I found the same thing with regards to AIDS, that at the very top of the food chain the supposed experts were not merely self-deluded, but actual liars. But they controlled the one thing that everyone else needed, money. Deviants from the controlled orthodoxy are not only ostracized, but are punished financially. The liars, cheats, posers and mere go-alongs are rewarded, often handsomely.
Taubes and Milton are “science journalists,” that is, they are not part of the fraternities that they write about, and so enjoy some intellectual freedom. It is too bad we have no better word than “journalists,” as that field too is filled with mediocre sycophants, but the important point is that they do not rely on professional approval, peer review and other enforcement mechanisms, and so are free to research and report their findings. They do so without being lynched by mobs late at night, but are nonetheless roundly rejected.
What I have noticed about both is intense curiosity and doggedness and ability to express their thoughts with great clarity. They each appear, outside looking in, to have remarkable intellectual capacities. They bring better questions, sometimes answered.
To have a clear view of our world we need to get away from the tyranny of groups. But in so doing, we lose camaraderie, cohesion and affirmation. Too many “experts” enjoy an adulatory self-image. They are smug and dismissive of contrarians. Pursuit of truth, after all, does not result in steady income.

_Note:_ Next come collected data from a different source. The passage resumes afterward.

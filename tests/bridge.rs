//! End-to-end tests: a fake EventSub server over real WebSockets, a
//! wiremock Helix API, and real listener sockets against the relay router.
#![allow(clippy::panic)]

use std::collections::HashMap;
use std::time::Duration;

use futures_util::{SinkExt, StreamExt};
use tokio::net::TcpListener;
use tokio::task::JoinHandle;
use tokio::time::timeout;
use tokio_tungstenite::tungstenite::Message;
use wiremock::matchers::{method, path};
use wiremock::{Mock, MockServer, ResponseTemplate};

use live_relay::api;
use live_relay::app_state::AppState;
use live_relay::config::RelayConfig;
use live_relay::dispatcher::Dispatcher;
use live_relay::error::RelayError;
use live_relay::eventsub::{EventSubClient, SessionEnd, SessionState};
use live_relay::helix::{HelixClient, SubscriptionManager};
use live_relay::relay::Relay;

const TIMEOUT: Duration = Duration::from_secs(5);

fn welcome(session_id: &str, keepalive: u64) -> Message {
    Message::text(
        serde_json::json!({
            "metadata": { "message_type": "session_welcome" },
            "payload": { "session": { "id": session_id, "status": "connected", "keepalive_timeout_seconds": keepalive } }
        })
        .to_string(),
    )
}

fn notification(name: &str) -> Message {
    Message::text(
        serde_json::json!({
            "metadata": { "message_type": "notification", "subscription_type": "stream.online" },
            "payload": {
                "subscription": { "id": "sub", "type": "stream.online" },
                "event": { "broadcaster_user_id": "1337", "broadcaster_user_login": "foo", "broadcaster_user_name": name }
            }
        })
        .to_string(),
    )
}

/// Accepts one connection per entry of `sessions`, sends its frames, then
/// either closes or (when `hold_open`) keeps the socket idle.
async fn fake_eventsub(sessions: Vec<Vec<Message>>, hold_open: bool) -> (String, JoinHandle<()>) {
    let Ok(listener) = TcpListener::bind("127.0.0.1:0").await else {
        panic!("bind fake eventsub");
    };
    let Ok(addr) = listener.local_addr() else {
        panic!("fake eventsub addr");
    };
    let handle = tokio::spawn(async move {
        for frames in sessions {
            let Ok((tcp, _)) = listener.accept().await else {
                return;
            };
            let Ok(mut ws) = tokio_tungstenite::accept_async(tcp).await else {
                return;
            };
            for frame in frames {
                if ws.send(frame).await.is_err() {
                    return;
                }
            }
            if hold_open {
                tokio::time::sleep(Duration::from_secs(60)).await;
                return;
            }
            let _ = ws.close(None).await;
            while let Some(Ok(_)) = ws.next().await {}
        }
        // Keep the port bound so later reconnects wait instead of failing.
        tokio::time::sleep(Duration::from_secs(60)).await;
    });
    (format!("ws://{addr}"), handle)
}

async fn mock_helix(expected_creates: u64) -> MockServer {
    let server = MockServer::start().await;
    Mock::given(method("GET"))
        .and(path("/helix/users"))
        .respond_with(ResponseTemplate::new(200).set_body_json(serde_json::json!({
            "data": [{ "id": "1337", "login": "foo", "display_name": "Foo" }]
        })))
        .mount(&server)
        .await;
    Mock::given(method("GET"))
        .and(path("/helix/eventsub/subscriptions"))
        .respond_with(ResponseTemplate::new(200).set_body_json(serde_json::json!({ "data": [] })))
        .mount(&server)
        .await;
    Mock::given(method("POST"))
        .and(path("/helix/eventsub/subscriptions"))
        .respond_with(ResponseTemplate::new(202).set_body_json(serde_json::json!({
            "data": [{ "id": "created", "type": "stream.online" }]
        })))
        .expect(expected_creates)
        .mount(&server)
        .await;
    server
}

fn config(helix: &MockServer, ws_url: &str, extra: &[(&str, &str)]) -> RelayConfig {
    let mut values: HashMap<String, String> = HashMap::from([
        ("TWITCH_CLIENT_ID".to_string(), "client-id".to_string()),
        ("BROADCASTER_USERNAME".to_string(), "foo".to_string()),
        ("TWITCH_OAUTH_TOKEN".to_string(), "token".to_string()),
        ("HELIX_BASE_URL".to_string(), format!("{}/helix", helix.uri())),
        ("EVENTSUB_WS_URL".to_string(), ws_url.to_string()),
    ]);
    for (k, v) in extra {
        values.insert((*k).to_string(), (*v).to_string());
    }
    let Ok(config) = RelayConfig::from_lookup(move |key| values.get(key).cloned()) else {
        panic!("config must load");
    };
    config
}

fn build_client(config: &RelayConfig, relay: &Relay) -> (EventSubClient, tokio::sync::watch::Receiver<SessionState>) {
    let Ok(helix) = HelixClient::new(config) else {
        panic!("helix client must build");
    };
    let subscriptions = SubscriptionManager::new(helix, config.broadcaster_login.clone());
    EventSubClient::new(config, Dispatcher::new(subscriptions, relay.clone()))
}

async fn created_session_ids(helix: &MockServer) -> Vec<String> {
    helix
        .received_requests()
        .await
        .unwrap_or_default()
        .iter()
        .filter(|r| r.method.as_str() == "POST")
        .filter_map(|r| serde_json::from_slice::<serde_json::Value>(&r.body).ok())
        .filter_map(|body| body["transport"]["session_id"].as_str().map(str::to_string))
        .collect()
}

#[tokio::test]
async fn welcome_malformed_then_notification_reaches_listener() {
    let helix = mock_helix(1).await;
    let (ws_url, _server) = fake_eventsub(
        vec![vec![
            welcome("abc", 10),
            Message::text("this is not json".to_string()),
            notification("Foo"),
        ]],
        false,
    )
    .await;
    let relay = Relay::default();
    let (_id, mut listener) = relay.register().await;
    let (client, status) = build_client(&config(&helix, &ws_url, &[]), &relay);

    let Ok(end) = timeout(TIMEOUT, client.run_session()).await else {
        panic!("session did not finish");
    };

    assert!(matches!(end, SessionEnd::Closed));
    assert_eq!(listener.recv().await.as_deref(), Some("🔴 Foo est en live !"));
    assert!(listener.try_recv().is_err());
    assert_eq!(*status.borrow(), SessionState::Disconnected);
    assert_eq!(created_session_ids(&helix).await, ["abc"]);
}

#[tokio::test]
async fn every_reconnect_subscribes_the_new_session() {
    let helix = mock_helix(2).await;
    let (ws_url, _server) = fake_eventsub(
        vec![vec![welcome("first", 10)], vec![welcome("second", 10)]],
        false,
    )
    .await;
    let relay = Relay::default();
    let (client, _status) = build_client(
        &config(&helix, &ws_url, &[("RECONNECT_DELAY_SECS", "1")]),
        &relay,
    );

    let task = tokio::spawn(client.run());
    let waited = timeout(TIMEOUT, async {
        while created_session_ids(&helix).await.len() < 2 {
            tokio::time::sleep(Duration::from_millis(50)).await;
        }
    })
    .await;
    task.abort();

    assert!(waited.is_ok(), "second session was never subscribed");
    assert_eq!(created_session_ids(&helix).await, ["first", "second"]);
}

#[tokio::test]
async fn silent_session_trips_keepalive_watchdog() {
    let helix = mock_helix(1).await;
    let (ws_url, _server) = fake_eventsub(vec![vec![welcome("quiet", 1)]], true).await;
    let relay = Relay::default();
    let (client, status) = build_client(
        &config(&helix, &ws_url, &[("KEEPALIVE_GRACE_SECS", "0")]),
        &relay,
    );

    let Ok(end) = timeout(TIMEOUT, client.run_session()).await else {
        panic!("watchdog did not fire");
    };

    assert!(matches!(
        end,
        SessionEnd::Failed(RelayError::KeepaliveTimeout(1))
    ));
    assert_eq!(*status.borrow(), SessionState::Disconnected);
}

#[tokio::test]
async fn unreachable_endpoint_fails_without_panicking() {
    let helix = mock_helix(0).await;
    let Ok(listener) = TcpListener::bind("127.0.0.1:0").await else {
        panic!("bind");
    };
    let Ok(addr) = listener.local_addr() else {
        panic!("addr");
    };
    drop(listener);
    let relay = Relay::default();
    let (client, _status) = build_client(&config(&helix, &format!("ws://{addr}"), &[]), &relay);

    let Ok(end) = timeout(TIMEOUT, client.run_session()).await else {
        panic!("connect did not fail");
    };
    let SessionEnd::Failed(err) = end else {
        panic!("expected connection failure");
    };
    assert!(err.is_retryable());
}

#[tokio::test]
async fn relay_endpoint_tracks_listeners_and_delivers_broadcasts() {
    let relay = Relay::default();
    let (_tx, session) = tokio::sync::watch::channel(SessionState::Disconnected);
    let app = api::build_router(AppState {
        relay: relay.clone(),
        session,
    });
    let Ok(listener) = TcpListener::bind("127.0.0.1:0").await else {
        panic!("bind relay");
    };
    let Ok(addr) = listener.local_addr() else {
        panic!("relay addr");
    };
    let _server = tokio::spawn(async move { axum::serve(listener, app).await });

    let Ok(Ok((mut ws, _))) =
        timeout(TIMEOUT, tokio_tungstenite::connect_async(format!("ws://{addr}/"))).await
    else {
        panic!("listener could not connect");
    };

    let registered = timeout(TIMEOUT, async {
        while relay.listener_count().await == 0 {
            tokio::time::sleep(Duration::from_millis(10)).await;
        }
    })
    .await;
    assert!(registered.is_ok());

    assert!(ws.send(Message::text("hello from extension".to_string())).await.is_ok());
    assert_eq!(relay.broadcast("🔴 Foo est en live !").await, 1);

    let Ok(Some(Ok(Message::Text(text)))) = timeout(TIMEOUT, ws.next()).await else {
        panic!("listener did not receive broadcast");
    };
    assert_eq!(text.as_str(), "🔴 Foo est en live !");

    assert!(ws.close(None).await.is_ok());
    let removed = timeout(TIMEOUT, async {
        while relay.listener_count().await > 0 {
            tokio::time::sleep(Duration::from_millis(10)).await;
        }
    })
    .await;
    assert!(removed.is_ok());
}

So those so engaged usually make their living in some other less stimulating fashion, honorable professions like truck driving, postal delivery, or even accounting. (I once referred to my profession, in front of a large group of accountants no less, as the “second oldest profession.” Accountants take themselves sullenly seriously. My joke fell on the audience like soft snowflakes, in elegant embarrassing silence.)
Consequently, the search for truth is both lonely and impoverished. Those of us who do it usually have two lives. In one we are polite and passive, dealing with family and friends on a surface level, never broaching the rules of conduct at the supper table. We keep it light and superficial. That is our social lives.

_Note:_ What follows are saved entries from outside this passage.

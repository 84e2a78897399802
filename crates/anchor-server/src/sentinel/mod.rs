//! Intrusion sentinel
//!
//! Records security-relevant events in a bounded log and re-scans it after
//! every observation. Windows slide with the clock rather than resetting
//! on fixed boundaries, and repeated alerts for one source are debounced.

pub mod rules;

use std::collections::VecDeque;

use chrono::{DateTime, Utc};
use parking_lot::Mutex;
use serde::Serialize;

use anchor_common::SharedClock;

pub use rules::{Rule, RuleKind, Severity, AUTH_FAIL, AUTH_FAIL_BURST, DEFAULT_RULES};

/// Default number of security events retained
pub const DEFAULT_LOG_CAPACITY: usize = 1000;

/// One observed security event
#[derive(Debug, Clone, Serialize)]
#[serde(rename_all = "camelCase")]
pub struct SecurityEvent {
    pub timestamp: DateTime<Utc>,
    #[serde(rename = "type")]
    pub event_type: String,
    pub source: String,
    pub details: String,
}

/// A fired rule
#[derive(Debug, Clone, Serialize)]
#[serde(rename_all = "camelCase")]
pub struct Alert {
    pub timestamp: DateTime<Utc>,
    pub rule_id: String,
    pub severity: Severity,
    pub source: String,
    pub message: String,
}

#[derive(Default)]
struct Ledger {
    events: VecDeque<SecurityEvent>,
    alerts: Vec<Alert>,
}

/// Rule-driven detector over the security event log
pub struct SentinelEngine {
    clock: SharedClock,
    rules: &'static [Rule],
    capacity: usize,
    ledger: Mutex<Ledger>,
}

impl SentinelEngine {
    /// Create an engine with the default rule table
    pub fn new(capacity: usize, clock: SharedClock) -> Self {
        Self::with_rules(capacity, clock, DEFAULT_RULES)
    }

    /// Create an engine with a custom rule table
    pub fn with_rules(capacity: usize, clock: SharedClock, rules: &'static [Rule]) -> Self {
        Self {
            clock,
            rules,
            capacity: capacity.max(1),
            ledger: Mutex::new(Ledger::default()),
        }
    }

    /// Record an event and evaluate the rules against the updated log.
    ///
    /// Returns the alert raised by this observation, if any.
    pub fn observe(&self, event_type: &str, source: &str, details: &str) -> Option<Alert> {
        let now = self.clock.now();
        let mut ledger = self.ledger.lock();

        while ledger.events.len() >= self.capacity {
            ledger.events.pop_front();
        }
        ledger.events.push_back(SecurityEvent {
            timestamp: now,
            event_type: event_type.to_string(),
            source: source.to_string(),
            details: details.to_string(),
        });

        let mut raised = None;
        for rule in self.rules.iter().filter(|r| r.enabled) {
            let RuleKind::Frequency {
                event_type: watched,
                window,
                threshold,
            } = rule.kind
            else {
                continue;
            };
            if watched != event_type {
                continue;
            }

            let window = chrono::Duration::milliseconds(window.as_millis() as i64);
            let count = ledger
                .events
                .iter()
                .filter(|e| e.event_type == watched && e.source == source)
                .filter(|e| now - e.timestamp < window)
                .count();
            if count < threshold {
                continue;
            }

            if is_debounced(&ledger.alerts, rule.id, source, now) {
                tracing::debug!("{} for {} suppressed by debounce", rule.id, source);
                continue;
            }

            let alert = Alert {
                timestamp: now,
                rule_id: rule.id.to_string(),
                severity: rule.severity,
                source: source.to_string(),
                message: format!(
                    "{} {} events from {} within {}s",
                    count,
                    watched,
                    source,
                    window.num_seconds()
                ),
            };
            tracing::warn!(
                rule = rule.id,
                severity = ?rule.severity,
                "SECURITY ALERT: {}",
                alert.message
            );
            ledger.alerts.push(alert.clone());
            raised = Some(alert);
        }
        raised
    }

    /// Every alert raised since startup
    pub fn alerts(&self) -> Vec<Alert> {
        self.ledger.lock().alerts.clone()
    }

    /// Number of alerts raised since startup
    pub fn alert_count(&self) -> usize {
        self.ledger.lock().alerts.len()
    }

    /// Snapshot of the retained event log
    pub fn events(&self) -> Vec<SecurityEvent> {
        self.ledger.lock().events.iter().cloned().collect()
    }
}

fn is_debounced(alerts: &[Alert], rule_id: &str, source: &str, now: DateTime<Utc>) -> bool {
    let debounce = chrono::Duration::milliseconds(rules::DEBOUNCE.as_millis() as i64);
    alerts
        .iter()
        .rev()
        .find(|a| a.rule_id == rule_id && a.source == source)
        .is_some_and(|a| now - a.timestamp < debounce)
}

In isolation we discover exciting truths and unexplained events, connections and that constant sensation that we are on the brink of something important. It is exciting. But we cannot share it with mere walking breathing mortals. They have been taught that everything is explained by authority figures. For them, it seems, the ultimate joy in life is faith and melding with the group. There is joy in that, I know, but looking back over my life I can see that I never sought it or made the necessary mental sacrifices to enjoy it. I was rather a fool to stand before several hundred accountants and politely ridicule them. That attitude led me to self-employment, a frightening prospect that brought with it the ability to think for myself.
I wish to take this opportunity to give thanks to the readers, writers and commenters on this blog. We rarely, if ever, come face-to-face, but we know each other on a level that is deeper than most Internet relationships allow. We have all had the following experience: Sitting at dinner on a holiday, take Christmas for example, we have heard a really stupid observation, and with mouth half-open thought to ourselves … “Nah. It just isn’t worth it.”
I toast you all this morning. Thank you for keeping this place interesting and lively.